At first, I didn't know what I wanted from a drum, but I think I tried to get very little resonance from toms, bass and snare. When I progressed, I bought moongel, used Hydraulic heads, taped the heads, tuned them dead.

I still favor a relatively short tom sound, but as I said I've developed a better taste IMO, and I want the toms to sound more lively, so I'd sooner choose single ply heads than double or muffled heads.

I also think that having a better kit encourages tuning instead of muffling... personally I've never owned a semi-pro or pro kit, but I don't think I'll often muffle my drums once I do get a pro kit. *Especially* when it comes to the snare.
 

mikejames

Senior Member
I've been playing since 1964, and think it's fair to say that I've tried pretty much everything mentioned here. My dad was a drummer too, so he impressed upon me the idea of playing a decent instrument. It doesn't have to be the "best", (and that's subjective, anyway) but it should be good quality. (heads, sticks, cymbals, etc. too)

It's really this simple, from OTHER people's point of view:
If people like your unmuffled sound, they will call it "resonant". If they don't, they'll call it "ringy". And of course, how the instrument is played makes the biggest difference of all. You can always muffle a drum, on a moment-by-moment basis, using your technique, but you cannot ADD resonance to a muffled drum.

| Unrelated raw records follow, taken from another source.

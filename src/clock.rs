// Real-time pacing: wall-clock time elapsed since the last call is turned
// into a cycle budget at the target frequency. The backlog is capped so a
// host stall never turns into a runaway catch-up burst.

use std::time::Instant;

pub const DEFAULT_FREQ: f64 = 12_000_000.0;

// One turbo grant; pacing is bypassed entirely.
const TURBO_CHUNK: u64 = 65_536;

// At most a fifth of a second of cycles may accumulate.
const BACKLOG_FRACTION: f64 = 0.2;

pub struct Clock {
    freq: f64,
    turbo: bool,
    pending: f64,
    last: Instant,
}

impl Clock {
    pub fn new(freq: f64, turbo: bool) -> Self {
        Clock { freq, turbo, pending: 0.0, last: Instant::now() }
    }

    /// Cycles the CPU may run right now, at most `max_cycles`. Unspent
    /// entitlement carries over to the next call.
    pub fn budget(&mut self, max_cycles: u64) -> u64 {
        if self.turbo {
            return TURBO_CHUNK;
        }
        let now = Instant::now();
        let elapsed = now.duration_since(self.last).as_secs_f64();
        self.last = now;
        self.pending = (self.pending + elapsed * self.freq).min(self.freq * BACKLOG_FRACTION);
        let granted = (self.pending as u64).min(max_cycles);
        self.pending -= granted as f64;
        granted
    }

    pub fn reset(&mut self) {
        self.pending = 0.0;
        self.last = Instant::now();
    }

    pub fn freq(&self) -> f64 {
        self.freq
    }
}

#[cfg(test)]
mod tests {
    use super::*;
    use std::thread;
    use std::time::Duration;

    #[test]
    fn budget_tracks_wall_clock() {
        let mut clock = Clock::new(1_000_000.0, false);
        thread::sleep(Duration::from_millis(20));
        let granted = clock.budget(u64::MAX);
        // 20 ms at 1 MHz is 20k cycles; leave generous slack for scheduling
        assert!(granted >= 10_000, "granted {}", granted);
        assert!(granted <= 200_000, "granted {}", granted);
    }

    #[test]
    fn backlog_is_capped() {
        let mut clock = Clock::new(1_000_000.0, false);
        thread::sleep(Duration::from_millis(30));
        // a grant can never exceed a fifth of a second of cycles
        assert!(clock.budget(u64::MAX) <= 200_000);
    }

    #[test]
    fn turbo_ignores_time() {
        let mut clock = Clock::new(1_000_000.0, true);
        assert_eq!(clock.budget(10), TURBO_CHUNK);
    }
}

So to me, muffling limits the "vocabulary".

But, certainly recording the drums with a mic 1 inch from the head, in a small studio booth is a different deal. We often go through all kinds of convoluted things, to achieve a live, resonant sound. Muffle the drums, then add reverb to the sound, and possibly gate it. That's not what I like to do, but it certainly has been a popular method for many engineers. I would think the main reason it's popular is that it's easier than waiting and hoping that the drummer can achieve the sound acoustically, in their particular room. Time is money for these guys, and they often have a formula they want to use. You either adopt the philosophy of pleasing the producer, or avoid that kind of studio work.

Personally, I prefer resonant drums.
 

druid

Silver Member
One other aspect to add to the "debate" as it were...I think there is a HUGE difference between a soundguy who requests muffling because they have a definite idea of what they want to hear rather than some sound guys I've dealt with who are just used to one thing and frankly act like they don't want to be bothered. I have worked with both and the second type is pretty annoying usually spends very little time working on sounds at all.